On Collecting and Patronage : Open Thread
“It’s a more considered market,” said Tobias Meyer, who is in charge of Sotheby’s contemporary art department worldwide. “People now think carefully about what they buy and how much they are willing spend.”)...and across the board we hear about "getting back to basics" in the industry, I have read very little about the role collectors have played in the art bubble or what fundamentals they lost sight of in the bedlam. Oh, there has been plenty of pontificating about the speculators and flippers who came out of the woodwork to descend upon the auction houses and art fairs, but I'm talking about "art collectors." Do they too have some basics to reconsider now?
I got into an awkward position once at an art fair in Europe, where two world famous collectors were discussing buying art at fairs on a panel discussion. I asked whether they felt more pressure in the fairs (this was during the feeding frenzy days) to make choices more quickly than they had in years past, when more buying was taking place in the galleries. Their response suggested I had offended them (I'm not sure whether they were conscious of their hosts being a fair, or they resented the implication that they could be manipulated by outside forces), but I had assumed their response would have been "Of course, there's more pressure...there's more competition and things happen so much more quickly."
My question was asked in good faith, I assure you. More than once during the boom, long-time collectors had confided in me that they didn't like the way collecting had changed. It didn't seem to be about the art, but rather more trophy hunting. Some of those collectors shifted gears entirely and focused more on what I consider the rising interest in exploring new form of patronage...opening exhibition spaces, joining boards of capital raising organizations, collecting specifically to support certain artists' or collectives' ongoing projects. In other words, taking a longer-term and wider view of their role in supporting the arts than just their next acquisition.
Two current and upcoming New York events have got me re-thinking about what it means to be a collector and a patron, rather than merely a trophy hunter. First is the third edition of the highly acclaimed biennial of new visual art performance, Performa 09. Unless you simply never check your email, you've probably heard that it's back and bigger than ever. But it's not only the way that it has grown that I find so impressive; it's what that says about the people who support it. From the Performa mission statement:
[Performa] is dedicated to exploring the critical role of live performance in the history of twentieth century art and to encouraging new directions in performance for the twenty-first century.
Performa’s Objectives are:
Commission new performance projects in visual arts
Present a dedicated performance biennial
Consult and collaborate with art institutions and performing art presenters around the world to create dynamic and historically significant performance programs
Offer an ongoing educational platform for expanding the knowledge and understanding of this critical area of visual art and cultural history
This ties into the other event that has me thinking, a panel discussion organized by students at FIT:
IntangibleThe fact that should jump out at anyone considering those events is how even though there isn't always an object you get to take home in return for supporting an artist, making art still requires money. Moreover and equally important, many of the artists in Performa do sell their art objects, but they still see performance as a vital part of their overall practice.
November 18, 2009, 7pm
Katie Murphy Amphitheatre
Pomerantz Art and Design Center (D Building)

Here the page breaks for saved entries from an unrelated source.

//! Local cache of unpacked package archives.
//!
//! Every package id has one slot, `cache_root/<id>`. A slot that exists is
//! complete: downloads land in `cache_root/.staging/<id>` first and are renamed
//! into place once unpacked. Package ids never start with `.`, so staging
//! paths and downloaded archives cannot be mistaken for a slot.

use anyhow::Result;
use log::{debug, info};
use std::path::{Path, PathBuf};

use crate::cleanup::{CleanupGuard, SharedCleanupContext};
use crate::download::Downloader;
use crate::package::PackageId;
use crate::runtime::Runtime;

const STAGING_DIR: &str = ".staging";

pub struct CacheManager<R: Runtime, D: Downloader> {
    runtime: R,
    downloader: D,
    cache_root: PathBuf,
    cleanup_ctx: SharedCleanupContext,
}

impl<R: Runtime, D: Downloader> CacheManager<R, D> {
    pub fn new(
        runtime: R,
        downloader: D,
        cache_root: PathBuf,
        cleanup_ctx: SharedCleanupContext,
    ) -> Self {
        Self {
            runtime,
            downloader,
            cache_root,
            cleanup_ctx,
        }
    }

    pub fn cache_root(&self) -> &Path {
        &self.cache_root
    }

    pub fn location_for(&self, id: &PackageId) -> PathBuf {
        self.cache_root.join(id.as_str())
    }

    fn staging_for(&self, id: &PackageId) -> PathBuf {
        self.cache_root.join(STAGING_DIR).join(id.as_str())
    }

    /// Make sure the content of `source` is cached for `id` and return its location.
    /// A present slot is reused without touching the network.
    #[tracing::instrument(skip(self))]
    pub async fn fetch_into(&self, source: &str, id: &PackageId) -> Result<PathBuf> {
        let location = self.location_for(id);
        if self.runtime.exists(&location) {
            debug!("Cache hit for {} at {:?}", id, location);
            return Ok(location);
        }

        let staging = self.staging_for(id);
        if self.runtime.exists(&staging) {
            debug!("Removing stale staging directory {:?}", staging);
            self.runtime.remove_dir_all(&staging)?;
        }
        self.runtime.create_dir_all(&self.cache_root.join(STAGING_DIR))?;

        let guard = CleanupGuard::new(self.cleanup_ctx.clone(), staging.clone());

        info!("Downloading package {} from {}", id, source);
        let result = match self.downloader.fetch(source, &staging).await {
            Ok(_) => self.runtime.rename(&staging, &location),
            Err(e) => Err(e),
        };

        if let Err(e) = result {
            if self.runtime.exists(&staging) {
                let _ = self.runtime.remove_dir_all(&staging);
            }
            guard.success();
            return Err(e);
        }
        guard.success();

        debug!("Package {} cached at {:?}", id, location);
        Ok(location)
    }

    /// Drop the cached copy of `id`. A missing slot is not an error.
    pub fn invalidate(&self, id: &PackageId) -> Result<()> {
        let location = self.location_for(id);
        if self.runtime.exists(&location) {
            debug!("Invalidating cache of {} at {:?}", id, location);
            self.runtime.remove_dir_all(&location)?;
        }
        Ok(())
    }

    /// Remove the whole cache. A missing cache root is not an error.
    #[tracing::instrument(skip(self))]
    pub fn clear(&self) -> Result<()> {
        if self.runtime.exists(&self.cache_root) {
            info!("Clearing package cache {:?}", self.cache_root);
            self.runtime.remove_dir_all(&self.cache_root)?;
        }
        Ok(())
    }
}

#[cfg(test)]
mod tests {
    use super::*;
    use crate::cleanup::{self, lock};
    use crate::download::MockDownloader;
    use crate::runtime::RealRuntime;
    use anyhow::anyhow;
    use tempfile::tempdir;

    fn id(s: &str) -> PackageId {
        s.parse().unwrap()
    }

    fn unpacking_downloader() -> MockDownloader {
        let mut downloader = MockDownloader::new();
        downloader.expect_fetch().times(1).returning(|_, destination| {
            std::fs::create_dir_all(destination).unwrap();
            std::fs::write(destination.join("dochub.yaml"), "$package: {}").unwrap();
            Ok(destination.to_path_buf())
        });
        downloader
    }

    #[tokio::test]
    async fn test_fetch_into_miss_downloads_and_renames() {
        let dir = tempdir().unwrap();
        let cleanup_ctx = cleanup::new_shared();
        let cache = CacheManager::new(
            RealRuntime,
            unpacking_downloader(),
            dir.path().join("cache"),
            cleanup_ctx.clone(),
        );

        let location = cache
            .fetch_into("https://cdn/core.tgz", &id("core"))
            .await
            .unwrap();

        assert_eq!(location, dir.path().join("cache/core"));
        assert!(location.join("dochub.yaml").exists());
        assert!(!dir.path().join("cache/.staging/core").exists());
        assert!(lock(&cleanup_ctx).paths().is_empty());
    }

    #[tokio::test]
    async fn test_fetch_into_hit_skips_download() {
        let dir = tempdir().unwrap();
        std::fs::create_dir_all(dir.path().join("core")).unwrap();

        let mut downloader = MockDownloader::new();
        downloader.expect_fetch().never();
        let cache = CacheManager::new(
            RealRuntime,
            downloader,
            dir.path().to_path_buf(),
            cleanup::new_shared(),
        );

        let location = cache.fetch_into("https://cdn/core.tgz", &id("core")).await.unwrap();
        assert_eq!(location, dir.path().join("core"));
    }

    #[tokio::test]
    async fn test_fetch_into_removes_stale_staging() {
        let dir = tempdir().unwrap();
        std::fs::create_dir_all(dir.path().join(".staging/core")).unwrap();
        std::fs::write(dir.path().join(".staging/core/leftover.yaml"), "old").unwrap();

        let cache = CacheManager::new(
            RealRuntime,
            unpacking_downloader(),
            dir.path().to_path_buf(),
            cleanup::new_shared(),
        );
        let location = cache.fetch_into("https://cdn/core.tgz", &id("core")).await.unwrap();

        assert!(!location.join("leftover.yaml").exists());
        assert!(location.join("dochub.yaml").exists());
    }

    #[tokio::test]
    async fn test_fetch_into_failure_leaves_no_slot() {
        let dir = tempdir().unwrap();
        let mut downloader = MockDownloader::new();
        downloader.expect_fetch().returning(|_, destination| {
            // Partial content before the transport fails
            std::fs::create_dir_all(destination).unwrap();
            Err(anyhow!("connection reset"))
        });
        let cleanup_ctx = cleanup::new_shared();
        let cache = CacheManager::new(
            RealRuntime,
            downloader,
            dir.path().to_path_buf(),
            cleanup_ctx.clone(),
        );

        let err = cache
            .fetch_into("https://cdn/core.tgz", &id("core"))
            .await
            .unwrap_err();

        assert_eq!(err.to_string(), "connection reset");
        assert!(!dir.path().join("core").exists());
        assert!(!dir.path().join(".staging/core").exists());
        assert!(lock(&cleanup_ctx).paths().is_empty());
    }

    #[tokio::test]
    async fn test_staging_never_shares_a_path_with_a_slot() {
        let dir = tempdir().unwrap();
        // Complete slot of a package whose id looks like a staging name
        std::fs::create_dir_all(dir.path().join("core__")).unwrap();
        std::fs::write(dir.path().join("core__/dochub.yaml"), "$package: {}").unwrap();

        let cache = CacheManager::new(
            RealRuntime,
            unpacking_downloader(),
            dir.path().to_path_buf(),
            cleanup::new_shared(),
        );
        let location = cache.fetch_into("https://cdn/core.tgz", &id("core")).await.unwrap();

        assert_eq!(location, dir.path().join("core"));
        assert!(dir.path().join("core__/dochub.yaml").exists());
        assert_ne!(cache.staging_for(&id("core")), cache.location_for(&id("core__")));
    }

    #[tokio::test]
    async fn test_interrupted_staging_is_not_a_cache_hit() {
        let dir = tempdir().unwrap();
        // Left behind by a download killed before the rename
        std::fs::create_dir_all(dir.path().join(".staging/core")).unwrap();
        std::fs::write(dir.path().join(".staging/core/partial.bin"), "half").unwrap();

        let cache = CacheManager::new(
            RealRuntime,
            unpacking_downloader(),
            dir.path().to_path_buf(),
            cleanup::new_shared(),
        );
        let location = cache.fetch_into("https://cdn/core.tgz", &id("core")).await.unwrap();

        assert!(location.join("dochub.yaml").exists());
        assert!(!location.join("partial.bin").exists());
        assert!(".staging".parse::<PackageId>().is_err());
    }

    #[tokio::test]
    async fn test_invalidate_and_clear() {
        let dir = tempdir().unwrap();
        let root = dir.path().join("cache");
        std::fs::create_dir_all(root.join("core")).unwrap();
        std::fs::create_dir_all(root.join("ui")).unwrap();

        let cache = CacheManager::new(
            RealRuntime,
            MockDownloader::new(),
            root.clone(),
            cleanup::new_shared(),
        );

        cache.invalidate(&id("core")).unwrap();
        assert!(!root.join("core").exists());
        assert!(root.join("ui").exists());

        // Missing slot and missing root are fine
        cache.invalidate(&id("core")).unwrap();
        cache.clear().unwrap();
        assert!(!root.exists());
        cache.clear().unwrap();
    }
}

Seventh Avenue and 27th Street
New York, NY 10001
The Fashion Institute of Technology Art Market Graduate Students are pleased to present the symposium Intangible: New Media and Performance Art in the Market.
New media and performance art often elude both definition and commodification, yet these practices maintain a distinct and vital presence in the arts community. The evening's discussion will explore the current and future market for intangible art.
Jeffrey Deitch: Art Dealer, Deitch Projects
Clifford Owens: Artist
Cara Starke: Assistant Curator, Department of Media and Performance Art, The Museum of Modern Art
Thea Westreich: Principal, Thea Westreich Art Advisory Services
Martha Schwendener: Art Critic
And that's the essence of the issue for me. Being a "supporter of the arts" can also mean agreeing to support the overall process and all that it takes to "create" : having a studio practice, experimenting, collaborating, and sometimes creating objects. By focusing on only the last part of that process, the speculators and flippers might warrant the mantle of "collector" (that's debatable in my mind) but certainly not of "patron," which is a more sophisticated appreciation and participation in the arts. Going back through art history, we see that that level of involvement is what distinguishes those collectors who artists continue to be thankful to their entire lives and those they may wish to punch in the nose at the auctions.
Of course, no collector is obligated to be a patron. It's a calling, like being a dealer or even being an artist. But there's no doubt in my mind that patronage seemed to have been grossly overshadowed during the boom and the collectors who were turned off by the feeding frenzy now have an opportunity to slow down and reconsider what role they might play in the long-term practice of the artists they are drawn to.
Consider this an open thread on collecting and patronage.